J'aurais pu en dire autant, et plus véridiquement qu'Andrée, car je venais d'être infiniment sensible à sa voix, n'ayant jamais remarqué jusque-là qu'elle était si différente des autres. Alors, je me rappelai d'autres voix encore, des voix de femmes surtout, les unes ralenties par la précision d'une question et l'attention de l'esprit, d'autres essoufflées, même interrompues, par le flot lyrique de ce qu'elles racontent, je me rappelai une à une la voix de chacune des jeunes filles que j'avais connues à Balbec, puis de Gilberte, puis de ma grand-mère, puis de Mme de Guermantes, je les trouvai toutes dissemblables, moulées sur un langage particulier à chacune, jouant toutes sur un instrument différent, et je me dis quel maigre concert doivent donner au Paradis les trois ou quatre anges musiciens des vieux peintres, quand je voyais s'élever vers Dieu, par dizaines, par centaines, par milliers, l'harmonieuse et multisonore salutation de toutes les Voix. Je ne quittai pas le téléphone sans remercier en quelques mots propitiatoires Celle qui règne sur la vitesse des sons, d'avoir bien voulu user en faveur de mes humbles paroles d'un pouvoir qui les rendait cent fois plus rapides que le tonnerre. Mais mes actions de grâce restèrent sans autre réponse que d'être coupées.

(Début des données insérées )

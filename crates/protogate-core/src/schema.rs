//! Schema source discovery and stub tree descriptors.

use crate::generator::GenerationError;
use std::path::{Path, PathBuf};
use tracing::debug;

/// Extension of a schema unit file.
const SCHEMA_EXTENSION: &str = "proto";

/// The shared, ordered set of schema unit files feeding every stub tree.
///
/// Units are sorted by name at discovery time so that compiler invocations
/// and verification run in a deterministic order. The source directory is
/// never mutated by the pipeline.
#[derive(Debug, Clone)]
pub struct SchemaSourceSet {
    dir: PathBuf,
    units: Vec<String>,
}

impl SchemaSourceSet {
    /// Discovers schema units by listing `*.proto` files directly in `dir`.
    ///
    /// # Errors
    ///
    /// Returns [`GenerationError::NoSchemaUnits`] when the directory holds
    /// no schema files, and an IO error when it cannot be read.
    pub fn discover(dir: &Path) -> Result<Self, GenerationError> {
        let mut units = Vec::new();

        for entry in std::fs::read_dir(dir)? {
            let entry = entry?;
            let path = entry.path();
            if path.extension().and_then(|e| e.to_str()) != Some(SCHEMA_EXTENSION) {
                continue;
            }
            if let Some(stem) = path.file_stem().and_then(|s| s.to_str()) {
                debug!("Found schema unit: {}", stem);
                units.push(stem.to_string());
            }
        }

        if units.is_empty() {
            return Err(GenerationError::NoSchemaUnits(dir.to_path_buf()));
        }

        units.sort();

        Ok(Self {
            dir: dir.to_path_buf(),
            units,
        })
    }

    /// Returns the shared schema directory.
    #[must_use]
    pub fn dir(&self) -> &Path {
        &self.dir
    }

    /// Returns the unit stems (e.g. `job` for `job.proto`), sorted by name.
    #[must_use]
    pub fn units(&self) -> &[String] {
        &self.units
    }

    /// Returns the unit file names (e.g. `job.proto`), sorted by name.
    #[must_use]
    pub fn files(&self) -> Vec<String> {
        self.units
            .iter()
            .map(|u| format!("{u}.{SCHEMA_EXTENSION}"))
            .collect()
    }
}

/// One consumer package's generated stub tree.
///
/// Each consumer gets its own tree: trees are never shared or symlinked
/// because the rewritten imports differ by destination package path. A
/// tree is fully overwritten on every pipeline run.
#[derive(Debug, Clone, PartialEq, Eq)]
pub struct StubTree {
    /// Destination directory the stubs are compiled into.
    pub dest: PathBuf,
    /// Dotted package path of the tree's installed location
    /// (e.g. `pycore.compiled_proto`).
    pub package: String,
}

impl StubTree {
    /// Creates a stub tree descriptor.
    #[must_use]
    pub fn new(dest: impl Into<PathBuf>, package: impl Into<String>) -> Self {
        Self {
            dest: dest.into(),
            package: package.into(),
        }
    }

    /// Stub file names the compiler must emit for one schema unit:
    /// the data-structure stub and the service-interface stub.
    #[must_use]
    pub fn stub_files_for(unit: &str) -> [String; 2] {
        [format!("{unit}_pb2.py"), format!("{unit}_pb2_grpc.py")]
    }
}
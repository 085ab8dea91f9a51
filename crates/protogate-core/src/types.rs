//! Core types for engine diagnostics and per-target run results.

use serde::{Deserialize, Serialize};
use std::path::PathBuf;

/// Source location of a reported diagnostic.
#[derive(Debug, Clone, PartialEq, Eq, Hash, Serialize, Deserialize)]
pub struct Location {
    /// File path as reported by the engine, relative to the target root.
    pub file: PathBuf,
    /// Line number (1-indexed).
    pub line: usize,
    /// Column number, as reported by the engine.
    pub column: usize,
}

impl Location {
    /// Creates a new location.
    #[must_use]
    pub fn new(file: impl Into<PathBuf>, line: usize, column: usize) -> Self {
        Self {
            file: file.into(),
            line,
            column,
        }
    }
}

/// A single finding reported by the static-analysis engine.
#[derive(Debug, Clone, PartialEq, Eq, Serialize, Deserialize)]
pub struct Diagnostic {
    /// Check identifier (e.g., "C0114").
    pub check: String,
    /// Human-readable message.
    pub message: String,
    /// Where the finding was reported.
    pub location: Location,
}

impl Diagnostic {
    /// Creates a new diagnostic.
    #[must_use]
    pub fn new(check: impl Into<String>, message: impl Into<String>, location: Location) -> Self {
        Self {
            check: check.into(),
            message: message.into(),
            location,
        }
    }
}

impl std::fmt::Display for Diagnostic {
    fn fmt(&self, f: &mut std::fmt::Formatter<'_>) -> std::fmt::Result {
        write!(
            f,
            "{}:{}:{}: {}: {}",
            self.location.file.display(),
            self.location.line,
            self.location.column,
            self.check,
            self.message
        )
    }
}

/// Converts a [`Diagnostic`] to a miette diagnostic for rich error display.
#[derive(Debug, thiserror::Error, miette::Diagnostic)]
#[error("{message}")]
pub struct CheckDiagnostic {
    message: String,
    #[help]
    help: Option<String>,
}

impl From<&Diagnostic> for CheckDiagnostic {
    fn from(d: &Diagnostic) -> Self {
        Self {
            message: format!("[{}] {}", d.check, d.message),
            help: Some(format!(
                "reported at {}:{}:{}",
                d.location.file.display(),
                d.location.line,
                d.location.column
            )),
        }
    }
}

/// Result of one analysis-engine invocation for one lint target.
#[derive(Debug, Clone, PartialEq, Eq, Serialize, Deserialize)]
pub struct RunResult {
    /// Name of the lint target that was analyzed.
    pub target: String,
    /// Whether the engine reported a clean pass.
    pub passed: bool,
    /// Findings reported for this target.
    pub diagnostics: Vec<Diagnostic>,
}

impl RunResult {
    /// Creates a passing result with no findings.
    #[must_use]
    pub fn pass(target: impl Into<String>) -> Self {
        Self {
            target: target.into(),
            passed: true,
            diagnostics: Vec::new(),
        }
    }

    /// Creates a failing result carrying the engine's findings.
    #[must_use]
    pub fn fail(target: impl Into<String>, diagnostics: Vec<Diagnostic>) -> Self {
        Self {
            target: target.into(),
            passed: false,
            diagnostics,
        }
    }

}

/// Ordered, short-circuited output of one orchestrator run.
///
/// Results appear in registry order and stop at the first failing target;
/// targets after the first failure are never invoked.
#[derive(Debug, Default, Clone, PartialEq, Eq, Serialize, Deserialize)]
pub struct RunOutcome {
    /// Per-target results, in invocation order.
    pub results: Vec<RunResult>,
}

impl RunOutcome {
    /// Returns true if every invoked target passed.
    #[must_use]
    pub fn passed(&self) -> bool {
        self.results.iter().all(|r| r.passed)
    }

    /// Returns the first failing result, if any.
    ///
    /// With fail-fast orchestration this is always the last element when
    /// present.
    #[must_use]
    pub fn first_failure(&self) -> Option<&RunResult> {
        self.results.iter().find(|r| !r.passed)
    }
}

Quand Albertine revint dans ma chambre, elle avait une robe de satin noir qui contribuait à la rendre plus pâle, à faire d'elle la Parisienne blême, ardente, étiolée par le manque d'air, l'atmosphère des foules et peut-être l'habitude du vice, et dont les yeux semblaient plus inquiets parce que ne les égayait pas la rougeur des joues. « Devinez, lui dis-je, à qui je viens de téléphoner : à Andrée. – À Andrée ? » s'écria Albertine sur un ton bruyant, étonné, ému, qu'une nouvelle aussi simple ne comportait pas. « J'espère qu'elle a pensé à vous dire que nous avions rencontré Mme Verdurin l'autre jour. – Mme Verdurin ? je ne me rappelle pas », répondis-je en ayant l'air de penser à autre chose, à la fois pour sembler indifférent à cette rencontre et pour ne pas trahir Andrée qui m'avait dit où Albertine irait le lendemain. Mais qui sait si elle-même, Andrée, ne me trahissait pas, si demain elle ne raconterait pas à Albertine que je lui avais demandé de l'empêcher coûte que coûte d'aller chez les Verdurin, et si elle ne lui avait pas déjà révélé que je lui avais fait plusieurs fois des recommandations analogues ? Elle m'avait affirmé ne les avoir jamais répétées, mais la valeur de cette affirmation était balancée dans mon esprit par l'impression que depuis quelque temps s'était retirée du visage d'Albertine la confiance qu'elle avait eue si longtemps en moi.